BEGIN RECORD EXTRACTS
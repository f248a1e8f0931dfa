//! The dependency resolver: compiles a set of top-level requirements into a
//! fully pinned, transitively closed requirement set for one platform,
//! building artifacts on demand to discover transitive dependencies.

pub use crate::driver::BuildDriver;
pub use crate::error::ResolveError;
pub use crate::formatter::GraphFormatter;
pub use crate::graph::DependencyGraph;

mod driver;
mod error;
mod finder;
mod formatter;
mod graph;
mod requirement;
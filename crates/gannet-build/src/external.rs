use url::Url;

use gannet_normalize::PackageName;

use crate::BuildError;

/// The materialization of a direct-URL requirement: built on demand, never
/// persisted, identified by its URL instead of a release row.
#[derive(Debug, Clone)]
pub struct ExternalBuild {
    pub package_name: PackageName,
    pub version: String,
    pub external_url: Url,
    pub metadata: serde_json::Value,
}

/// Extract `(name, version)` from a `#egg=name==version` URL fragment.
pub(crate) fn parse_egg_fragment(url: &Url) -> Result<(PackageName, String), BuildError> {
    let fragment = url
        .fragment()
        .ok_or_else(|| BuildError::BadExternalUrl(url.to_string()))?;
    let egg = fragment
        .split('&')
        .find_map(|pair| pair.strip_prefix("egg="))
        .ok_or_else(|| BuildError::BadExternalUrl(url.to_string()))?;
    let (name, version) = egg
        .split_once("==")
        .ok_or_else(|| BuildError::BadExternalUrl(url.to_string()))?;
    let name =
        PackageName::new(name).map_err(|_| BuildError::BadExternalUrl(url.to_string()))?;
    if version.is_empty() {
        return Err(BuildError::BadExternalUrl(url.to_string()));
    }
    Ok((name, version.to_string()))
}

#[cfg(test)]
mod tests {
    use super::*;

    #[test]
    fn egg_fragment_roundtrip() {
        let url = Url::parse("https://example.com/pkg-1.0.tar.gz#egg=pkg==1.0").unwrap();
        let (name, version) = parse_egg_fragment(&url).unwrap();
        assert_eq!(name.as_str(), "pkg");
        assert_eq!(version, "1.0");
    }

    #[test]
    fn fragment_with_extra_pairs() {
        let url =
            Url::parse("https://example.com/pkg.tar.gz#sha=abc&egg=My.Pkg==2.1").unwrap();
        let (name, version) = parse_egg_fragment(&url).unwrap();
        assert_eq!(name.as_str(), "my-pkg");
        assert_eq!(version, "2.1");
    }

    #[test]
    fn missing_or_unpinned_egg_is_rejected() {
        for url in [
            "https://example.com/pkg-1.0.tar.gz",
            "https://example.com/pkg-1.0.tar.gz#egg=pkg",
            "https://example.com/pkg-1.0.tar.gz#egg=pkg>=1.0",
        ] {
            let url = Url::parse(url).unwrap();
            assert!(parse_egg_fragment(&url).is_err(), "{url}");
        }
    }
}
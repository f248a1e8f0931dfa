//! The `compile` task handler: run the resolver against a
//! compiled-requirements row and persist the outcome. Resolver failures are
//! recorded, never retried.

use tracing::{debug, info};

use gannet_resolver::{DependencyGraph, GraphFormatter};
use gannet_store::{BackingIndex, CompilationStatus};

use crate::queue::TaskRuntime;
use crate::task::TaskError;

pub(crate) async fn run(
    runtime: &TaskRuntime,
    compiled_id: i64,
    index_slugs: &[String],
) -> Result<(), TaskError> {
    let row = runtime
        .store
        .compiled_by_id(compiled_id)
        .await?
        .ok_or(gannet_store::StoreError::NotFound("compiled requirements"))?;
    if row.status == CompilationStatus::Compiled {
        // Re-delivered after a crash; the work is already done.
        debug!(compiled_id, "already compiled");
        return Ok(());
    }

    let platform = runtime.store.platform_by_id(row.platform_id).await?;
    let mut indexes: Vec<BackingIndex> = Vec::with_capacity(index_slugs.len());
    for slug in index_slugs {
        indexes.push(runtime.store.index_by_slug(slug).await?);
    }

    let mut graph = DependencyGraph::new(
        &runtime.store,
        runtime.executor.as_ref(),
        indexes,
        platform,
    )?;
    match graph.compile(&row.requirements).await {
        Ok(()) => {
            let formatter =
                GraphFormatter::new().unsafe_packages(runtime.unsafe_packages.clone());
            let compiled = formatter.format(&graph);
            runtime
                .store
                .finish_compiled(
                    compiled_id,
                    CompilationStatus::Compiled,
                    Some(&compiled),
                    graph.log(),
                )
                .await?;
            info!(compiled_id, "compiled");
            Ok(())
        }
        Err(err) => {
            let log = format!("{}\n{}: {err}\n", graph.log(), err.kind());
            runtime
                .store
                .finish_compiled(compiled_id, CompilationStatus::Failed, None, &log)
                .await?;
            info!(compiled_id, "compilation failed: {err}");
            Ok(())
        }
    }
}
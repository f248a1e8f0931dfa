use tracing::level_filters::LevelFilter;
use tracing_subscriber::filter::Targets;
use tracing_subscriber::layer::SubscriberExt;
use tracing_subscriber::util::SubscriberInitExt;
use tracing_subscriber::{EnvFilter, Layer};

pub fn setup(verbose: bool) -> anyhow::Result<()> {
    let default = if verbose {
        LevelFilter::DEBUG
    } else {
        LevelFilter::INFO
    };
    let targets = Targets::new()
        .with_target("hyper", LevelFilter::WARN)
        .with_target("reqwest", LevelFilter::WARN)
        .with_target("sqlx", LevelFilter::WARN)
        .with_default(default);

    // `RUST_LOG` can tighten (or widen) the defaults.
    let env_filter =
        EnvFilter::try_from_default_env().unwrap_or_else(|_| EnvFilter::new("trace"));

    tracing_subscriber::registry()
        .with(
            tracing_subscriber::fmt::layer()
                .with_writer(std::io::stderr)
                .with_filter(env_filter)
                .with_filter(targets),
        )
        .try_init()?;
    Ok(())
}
END RECORD EXTRACTS
From the data above, output every line exactly.

→ SOLVED EXERCISE:
repository f248a1e8f0931dfa
//! The dependency resolver: compiles a set of top-level requirements into a
//! fully pinned, transitively closed requirement set for one platform,
//! building artifacts on demand to discover transitive dependencies.

pub use crate::driver::BuildDriver;
pub use crate::error::ResolveError;
pub use crate::formatter::GraphFormatter;
pub use crate::graph::DependencyGraph;

mod driver;
mod error;
mod finder;
mod formatter;
mod graph;
mod requirement;
filename crates/gannet-build/src/external.rs
use url::Url;

use gannet_normalize::PackageName;

use crate::BuildError;

/// The materialization of a direct-URL requirement: built on demand, never
/// persisted, identified by its URL instead of a release row.
#[derive(Debug, Clone)]
pub struct ExternalBuild {
    pub package_name: PackageName,
    pub version: String,
    pub external_url: Url,
    pub metadata: serde_json::Value,
}

/// Extract `(name, version)` from a `#egg=name==version` URL fragment.
pub(crate) fn parse_egg_fragment(url: &Url) -> Result<(PackageName, String), BuildError> {
    let fragment = url
        .fragment()
        .ok_or_else(|| BuildError::BadExternalUrl(url.to_string()))?;
    let egg = fragment
        .split('&')
        .find_map(|pair| pair.strip_prefix("egg="))
        .ok_or_else(|| BuildError::BadExternalUrl(url.to_string()))?;
    let (name, version) = egg
        .split_once("==")
        .ok_or_else(|| BuildError::BadExternalUrl(url.to_string()))?;
    let name =
        PackageName::new(name).map_err(|_| BuildError::BadExternalUrl(url.to_string()))?;
    if version.is_empty() {
        return Err(BuildError::BadExternalUrl(url.to_string()));
    }
    Ok((name, version.to_string()))
}

#[cfg(test)]
mod tests {
    use super::*;

    #[test]
    fn egg_fragment_roundtrip() {
        let url = Url::parse("https://example.com/pkg-1.0.tar.gz#egg=pkg==1.0").unwrap();
        let (name, version) = parse_egg_fragment(&url).unwrap();
        assert_eq!(name.as_str(), "pkg");
        assert_eq!(version, "1.0");
    }

    #[test]
    fn fragment_with_extra_pairs() {
        let url =
            Url::parse("https://example.com/pkg.tar.gz#sha=abc&egg=My.Pkg==2.1").unwrap();
        let (name, version) = parse_egg_fragment(&url).unwrap();
        assert_eq!(name.as_str(), "my-pkg");
        assert_eq!(version, "2.1");
    }

    #[test]
    fn missing_or_unpinned_egg_is_rejected() {
        for url in [
            "https://example.com/pkg-1.0.tar.gz",
            "https://example.com/pkg-1.0.tar.gz#egg=pkg",
            "https://example.com/pkg-1.0.tar.gz#egg=pkg>=1.0",
        ] {
            let url = Url::parse(url).unwrap();
            assert!(parse_egg_fragment(&url).is_err(), "{url}");
        }
    }
}
repository f248a1e8f0931dfa
//! The `compile` task handler: run the resolver against a
//! compiled-requirements row and persist the outcome. Resolver failures are
//! recorded, never retried.

use tracing::{debug, info};

use gannet_resolver::{DependencyGraph, GraphFormatter};
use gannet_store::{BackingIndex, CompilationStatus};

use crate::queue::TaskRuntime;
use crate::task::TaskError;

pub(crate) async fn run(
    runtime: &TaskRuntime,
    compiled_id: i64,
    index_slugs: &[String],
) -> Result<(), TaskError> {
    let row = runtime
        .store
        .compiled_by_id(compiled_id)
        .await?
        .ok_or(gannet_store::StoreError::NotFound("compiled requirements"))?;
    if row.status == CompilationStatus::Compiled {
        // Re-delivered after a crash; the work is already done.
        debug!(compiled_id, "already compiled");
        return Ok(());
    }

    let platform = runtime.store.platform_by_id(row.platform_id).await?;
    let mut indexes: Vec<BackingIndex> = Vec::with_capacity(index_slugs.len());
    for slug in index_slugs {
        indexes.push(runtime.store.index_by_slug(slug).await?);
    }

    let mut graph = DependencyGraph::new(
        &runtime.store,
        runtime.executor.as_ref(),
        indexes,
        platform,
    )?;
    match graph.compile(&row.requirements).await {
        Ok(()) => {
            let formatter =
                GraphFormatter::new().unsafe_packages(runtime.unsafe_packages.clone());
            let compiled = formatter.format(&graph);
            runtime
                .store
                .finish_compiled(
                    compiled_id,
                    CompilationStatus::Compiled,
                    Some(&compiled),
                    graph.log(),
                )
                .await?;
            info!(compiled_id, "compiled");
            Ok(())
        }
        Err(err) => {
            let log = format!("{}\n{}: {err}\n", graph.log(), err.kind());
            runtime
                .store
                .finish_compiled(compiled_id, CompilationStatus::Failed, None, &log)
                .await?;
            info!(compiled_id, "compilation failed: {err}");
            Ok(())
        }
    }
}
repository f248a1e8f0931dfa
use tracing::level_filters::LevelFilter;
use tracing_subscriber::filter::Targets;
use tracing_subscriber::layer::SubscriberExt;
use tracing_subscriber::util::SubscriberInitExt;
use tracing_subscriber::{EnvFilter, Layer};

pub fn setup(verbose: bool) -> anyhow::Result<()> {
    let default = if verbose {
        LevelFilter::DEBUG
    } else {
        LevelFilter::INFO
    };
    let targets = Targets::new()
        .with_target("hyper", LevelFilter::WARN)
        .with_target("reqwest", LevelFilter::WARN)
        .with_target("sqlx", LevelFilter::WARN)
        .with_default(default);

    // `RUST_LOG` can tighten (or widen) the defaults.
    let env_filter =
        EnvFilter::try_from_default_env().unwrap_or_else(|_| EnvFilter::new("trace"));

    tracing_subscriber::registry()
        .with(
            tracing_subscriber::fmt::layer()
                .with_writer(std::io::stderr)
                .with_filter(env_filter)
                .with_filter(targets),
        )
        .try_init()?;
    Ok(())
}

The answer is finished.